++++ Data provided

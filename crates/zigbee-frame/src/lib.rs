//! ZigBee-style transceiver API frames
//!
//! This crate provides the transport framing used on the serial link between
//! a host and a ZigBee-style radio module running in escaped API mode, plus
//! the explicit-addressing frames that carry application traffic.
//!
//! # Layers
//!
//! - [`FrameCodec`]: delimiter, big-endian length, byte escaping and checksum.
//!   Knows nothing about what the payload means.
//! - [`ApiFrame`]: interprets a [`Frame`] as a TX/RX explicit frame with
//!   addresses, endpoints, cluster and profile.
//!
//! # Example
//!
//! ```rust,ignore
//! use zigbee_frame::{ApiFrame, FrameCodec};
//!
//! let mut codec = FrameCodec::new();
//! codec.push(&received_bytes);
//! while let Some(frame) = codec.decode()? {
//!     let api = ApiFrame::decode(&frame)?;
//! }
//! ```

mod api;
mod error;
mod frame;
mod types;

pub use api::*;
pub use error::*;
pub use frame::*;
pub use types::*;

++++++++

• Required work
Among the entries, find every line holding "FrameCodec" and return it.

• Task response
//! - [`FrameCodec`]: delimiter, big-endian length, byte escaping and checksum.
//! use zigbee_frame::{ApiFrame, FrameCodec};
//! let mut codec = FrameCodec::new();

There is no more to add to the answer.